### Dataset content
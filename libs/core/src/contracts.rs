//! # データ契約
//!
//! タスクレコード・ステージ・分鏡脚本など、パイプライン全体で流通する
//! 構造体を定義する。serde のフィールド名は HTTP API のワイヤ形式そのもの。

use chrono::{DateTime, Utc};
use serde::{Deserialize, Serialize};

/// タスク全体の状態
#[derive(Debug, Clone, Copy, PartialEq, Eq, Serialize, Deserialize)]
#[serde(rename_all = "lowercase")]
pub enum TaskStatus {
    Queued,
    Processing,
    Completed,
    Failed,
}

/// ステージの状態
#[derive(Debug, Clone, Copy, PartialEq, Eq, Serialize, Deserialize)]
#[serde(rename_all = "lowercase")]
pub enum StageStatus {
    Pending,
    Processing,
    Completed,
    Failed,
}

/// パイプラインの4つの固定ステージ。順序に意味があり、生成後は変化しない。
#[derive(Debug, Clone, Copy, PartialEq, Eq, Serialize, Deserialize)]
#[serde(rename_all = "snake_case")]
pub enum StageName {
    ParseScript,
    GenerateStoryboard,
    GenerateImages,
    RenderVideo,
}

impl StageName {
    /// 固定の実行順
    pub const ALL: [StageName; 4] = [
        StageName::ParseScript,
        StageName::GenerateStoryboard,
        StageName::GenerateImages,
        StageName::RenderVideo,
    ];

    pub fn as_str(&self) -> &'static str {
        match self {
            StageName::ParseScript => "parse_script",
            StageName::GenerateStoryboard => "generate_storyboard",
            StageName::GenerateImages => "generate_images",
            StageName::RenderVideo => "render_video",
        }
    }
}

impl std::fmt::Display for StageName {
    fn fmt(&self, f: &mut std::fmt::Formatter<'_>) -> std::fmt::Result {
        f.write_str(self.as_str())
    }
}

/// 1ステージ分の進行記録
#[derive(Debug, Clone, Serialize, Deserialize)]
pub struct Stage {
    pub name: StageName,
    pub status: StageStatus,
    #[serde(skip_serializing_if = "Option::is_none")]
    pub progress: Option<u8>,
    /// 進行中の詳細 (例: "3/10 shots")
    #[serde(skip_serializing_if = "Option::is_none")]
    pub current: Option<String>,
    /// 耗時(秒)。start_at と end_at が揃った時点で確定する。
    #[serde(skip_serializing_if = "Option::is_none")]
    pub duration: Option<f64>,
    #[serde(skip_serializing_if = "Option::is_none")]
    pub start_at: Option<DateTime<Utc>>,
    #[serde(skip_serializing_if = "Option::is_none")]
    pub end_at: Option<DateTime<Utc>>,
}

impl Stage {
    fn pending(name: StageName) -> Self {
        Self {
            name,
            status: StageStatus::Pending,
            progress: None,
            current: None,
            duration: None,
            start_at: None,
            end_at: None,
        }
    }
}

/// 生成オプション
#[derive(Debug, Clone, Default, Serialize, Deserialize)]
#[serde(default)]
pub struct GenerationOptions {
    pub style: String,
    pub duration_target: u32,
    pub aspect_ratio: String,
    pub bgm: String,
}

impl GenerationOptions {
    /// 未指定のオプションを既定値で埋める。レジストリに保存する前に必ず呼ぶ。
    pub fn apply_defaults(&mut self, default_bgm: &str) {
        if self.style.is_empty() {
            self.style = "anime".to_string();
        }
        if self.duration_target == 0 {
            self.duration_target = 60;
        }
        if self.aspect_ratio.is_empty() {
            self.aspect_ratio = "16:9".to_string();
        }
        if self.bgm.is_empty() {
            self.bgm = default_bgm.to_string();
        }
    }
}

/// 投稿された入力のスナップショット。タスク生成後は不変。
#[derive(Debug, Clone, Serialize, Deserialize)]
pub struct GenerationInput {
    pub text: String,
    #[serde(default)]
    pub options: GenerationOptions,
}

/// 生成結果
#[derive(Debug, Clone, Serialize, Deserialize)]
pub struct RenderResult {
    pub video_path: String,
    pub duration: f64,
    /// 公称解像度。実測値ではなく設定由来の記述的メタデータ。
    pub resolution: String,
    pub file_size: u64,
    #[serde(skip_serializing_if = "Option::is_none")]
    pub thumbnail_path: Option<String>,
    pub shot_count: usize,
}

/// タスクレコード。レジストリ経由でのみ観測・更新される。
#[derive(Debug, Clone, Serialize, Deserialize)]
pub struct Task {
    #[serde(rename = "task_id")]
    pub id: String,
    pub status: TaskStatus,
    /// 0-100。queued 後は決して巻き戻らない。
    pub progress: u8,
    pub current_step: String,
    pub steps: Vec<Stage>,
    pub input: GenerationInput,
    #[serde(skip_serializing_if = "Option::is_none")]
    pub result: Option<RenderResult>,
    #[serde(skip_serializing_if = "Option::is_none")]
    pub error: Option<String>,
    pub created_at: DateTime<Utc>,
    pub updated_at: DateTime<Utc>,
}

impl Task {
    /// queued 状態・4ステージすべて pending の新規タスクを作る
    pub fn new(id: impl Into<String>, input: GenerationInput) -> Self {
        let now = Utc::now();
        Self {
            id: id.into(),
            status: TaskStatus::Queued,
            progress: 0,
            current_step: "queued".to_string(),
            steps: StageName::ALL.iter().map(|n| Stage::pending(*n)).collect(),
            input,
            result: None,
            error: None,
            created_at: now,
            updated_at: now,
        }
    }

    /// ステージ遷移。processing で開始時刻、completed/failed で終了時刻と
    /// 耗時を記録し、current_step と updated_at を更新する。
    pub fn update_stage(&mut self, name: StageName, status: StageStatus) {
        let now = Utc::now();
        if let Some(stage) = self.steps.iter_mut().find(|s| s.name == name) {
            stage.status = status;
            match status {
                StageStatus::Processing => stage.start_at = Some(now),
                StageStatus::Completed | StageStatus::Failed => {
                    stage.end_at = Some(now);
                    if let Some(start) = stage.start_at {
                        stage.duration = Some((now - start).num_milliseconds() as f64 / 1000.0);
                    }
                }
                StageStatus::Pending => {}
            }
        }
        self.current_step = name.as_str().to_string();
        self.updated_at = now;
    }

    /// ステージ内サブ進捗の反映
    pub fn set_stage_progress(&mut self, name: StageName, progress: u8, current: impl Into<String>) {
        if let Some(stage) = self.steps.iter_mut().find(|s| s.name == name) {
            stage.progress = Some(progress);
            stage.current = Some(current.into());
        }
        self.updated_at = Utc::now();
    }

    /// 結果を添付して completed に遷移する
    pub fn complete(&mut self, result: RenderResult) {
        self.result = Some(result);
        self.status = TaskStatus::Completed;
        self.progress = 100;
        self.updated_at = Utc::now();
    }

    /// エラーを記録して failed に遷移する
    pub fn fail(&mut self, message: impl Into<String>) {
        self.status = TaskStatus::Failed;
        self.error = Some(message.into());
        self.updated_at = Utc::now();
    }
}

// --- 剧本・分鏡の契約 ---

/// 解析済み剧本
#[derive(Debug, Clone, Default, Serialize, Deserialize)]
pub struct ParsedScript {
    pub scenes: Vec<Scene>,
    #[serde(default)]
    pub characters: Vec<String>,
    #[serde(default)]
    pub metadata: Metadata,
}

/// 場面
#[derive(Debug, Clone, Serialize, Deserialize)]
pub struct Scene {
    pub id: u32,
    #[serde(default)]
    pub location: String,
    #[serde(default)]
    pub time: String,
    #[serde(default)]
    pub characters: Vec<String>,
    #[serde(default)]
    pub dialogues: Vec<Dialogue>,
    #[serde(default, skip_serializing_if = "Vec::is_empty")]
    pub actions: Vec<Action>,
}

/// 台詞
#[derive(Debug, Clone, Serialize, Deserialize)]
pub struct Dialogue {
    pub character: String,
    pub text: String,
    #[serde(default, skip_serializing_if = "String::is_empty")]
    pub emotion: String,
}

/// 動作描写
#[derive(Debug, Clone, Serialize, Deserialize)]
pub struct Action {
    #[serde(default, skip_serializing_if = "String::is_empty")]
    pub character: String,
    pub description: String,
}

/// 解析メタデータ
#[derive(Debug, Clone, Default, Serialize, Deserialize)]
#[serde(default)]
pub struct Metadata {
    pub total_scenes: usize,
    pub total_shots: usize,
    pub estimated_duration: f64,
    pub word_count: usize,
}

/// 分鏡脚本
#[derive(Debug, Clone, Default, Serialize, Deserialize)]
pub struct Storyboard {
    pub shots: Vec<Shot>,
    #[serde(default)]
    pub total_duration: f64,
}

/// ショット種別
pub mod shot_type {
    pub const CLOSEUP: &str = "closeup";
    pub const MEDIUM: &str = "medium";
    pub const LONG: &str = "long";
}

/// トランジション種別
pub mod transition {
    pub const CUT: &str = "cut";
    pub const FADE: &str = "fade";
    pub const DISSOLVE: &str = "dissolve";
}

/// 1ショット分の分鏡
#[derive(Debug, Clone, Serialize, Deserialize)]
pub struct Shot {
    pub id: u32,
    /// closeup / medium / long
    #[serde(rename = "type", default)]
    pub shot_type: String,
    pub description: String,
    #[serde(default)]
    pub characters: Vec<String>,
    pub duration: f64,
    /// cut / fade / dissolve
    #[serde(default)]
    pub transition: String,
    #[serde(default, skip_serializing_if = "Option::is_none")]
    pub dialogue: Option<Dialogue>,
    #[serde(default, skip_serializing_if = "String::is_empty")]
    pub image_path: String,
    #[serde(default, skip_serializing_if = "String::is_empty")]
    pub prompt: String,
}

/// 直行パスが返す生成済みクリップ
#[derive(Debug, Clone)]
pub struct GeneratedClip {
    pub video_path: String,
    pub file_size: u64,
}

#[cfg(test)]
mod tests {
    use super::*;

    fn sample_input() -> GenerationInput {
        GenerationInput {
            text: "昔々あるところに。".to_string(),
            options: GenerationOptions::default(),
        }
    }

    #[test]
    fn test_new_task_shape() {
        let task = Task::new("t-1", sample_input());
        assert_eq!(task.status, TaskStatus::Queued);
        assert_eq!(task.progress, 0);
        assert_eq!(task.steps.len(), 4);
        assert_eq!(task.steps[0].name, StageName::ParseScript);
        assert_eq!(task.steps[1].name, StageName::GenerateStoryboard);
        assert_eq!(task.steps[2].name, StageName::GenerateImages);
        assert_eq!(task.steps[3].name, StageName::RenderVideo);
        assert!(task.steps.iter().all(|s| s.status == StageStatus::Pending));
        assert_eq!(task.current_step, "queued");
    }

    #[test]
    fn test_update_stage_records_timing() {
        let mut task = Task::new("t-2", sample_input());
        task.update_stage(StageName::ParseScript, StageStatus::Processing);
        assert_eq!(task.current_step, "parse_script");
        assert!(task.steps[0].start_at.is_some());
        assert!(task.steps[0].end_at.is_none());

        task.update_stage(StageName::ParseScript, StageStatus::Completed);
        let stage = &task.steps[0];
        assert_eq!(stage.status, StageStatus::Completed);
        assert!(stage.end_at.is_some());
        assert!(stage.duration.is_some());
        assert!(stage.duration.unwrap() >= 0.0);
    }

    #[test]
    fn test_failed_stage_without_start_has_no_duration() {
        let mut task = Task::new("t-3", sample_input());
        // processing を経ずに failed へ落とした場合は耗時を記録しない
        task.update_stage(StageName::GenerateStoryboard, StageStatus::Failed);
        let stage = &task.steps[1];
        assert!(stage.duration.is_none());
        assert!(stage.end_at.is_some());
    }

    #[test]
    fn test_set_stage_progress() {
        let mut task = Task::new("t-4", sample_input());
        task.set_stage_progress(StageName::GenerateImages, 30, "3/10 shots");
        let stage = &task.steps[2];
        assert_eq!(stage.progress, Some(30));
        assert_eq!(stage.current.as_deref(), Some("3/10 shots"));
    }

    #[test]
    fn test_complete_sets_result_and_progress() {
        let mut task = Task::new("t-5", sample_input());
        task.complete(RenderResult {
            video_path: "/tmp/out.mp4".to_string(),
            duration: 42.0,
            resolution: "1920x1080".to_string(),
            file_size: 1024,
            thumbnail_path: None,
            shot_count: 7,
        });
        assert_eq!(task.status, TaskStatus::Completed);
        assert_eq!(task.progress, 100);
        assert!(task.result.is_some());
        assert!(task.error.is_none());
    }

    #[test]
    fn test_options_defaults() {
        let mut opts = GenerationOptions::default();
        opts.apply_defaults("calm.mp3");
        assert_eq!(opts.style, "anime");
        assert_eq!(opts.duration_target, 60);
        assert_eq!(opts.aspect_ratio, "16:9");
        assert_eq!(opts.bgm, "calm.mp3");

        // 指定済みの値は上書きしない
        let mut opts = GenerationOptions {
            style: "realistic".to_string(),
            duration_target: 30,
            aspect_ratio: "9:16".to_string(),
            bgm: "epic.mp3".to_string(),
        };
        opts.apply_defaults("calm.mp3");
        assert_eq!(opts.style, "realistic");
        assert_eq!(opts.duration_target, 30);
        assert_eq!(opts.bgm, "epic.mp3");
    }

    #[test]
    fn test_task_serializes_wire_field_names() {
        let task = Task::new("t-6", sample_input());
        let json = serde_json::to_value(&task).unwrap();
        assert_eq!(json["task_id"], "t-6");
        assert_eq!(json["status"], "queued");
        assert_eq!(json["steps"][0]["name"], "parse_script");
        assert_eq!(json["steps"][0]["status"], "pending");
        // 未設定の Option フィールドはワイヤに現れない
        assert!(json.get("result").is_none());
        assert!(json.get("error").is_none());
    }
}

### Your goal
From the records above, show each line that contains the word "unwrap".

### Answer area
        assert!(stage.duration.unwrap() >= 0.0);
        let json = serde_json::to_value(&task).unwrap();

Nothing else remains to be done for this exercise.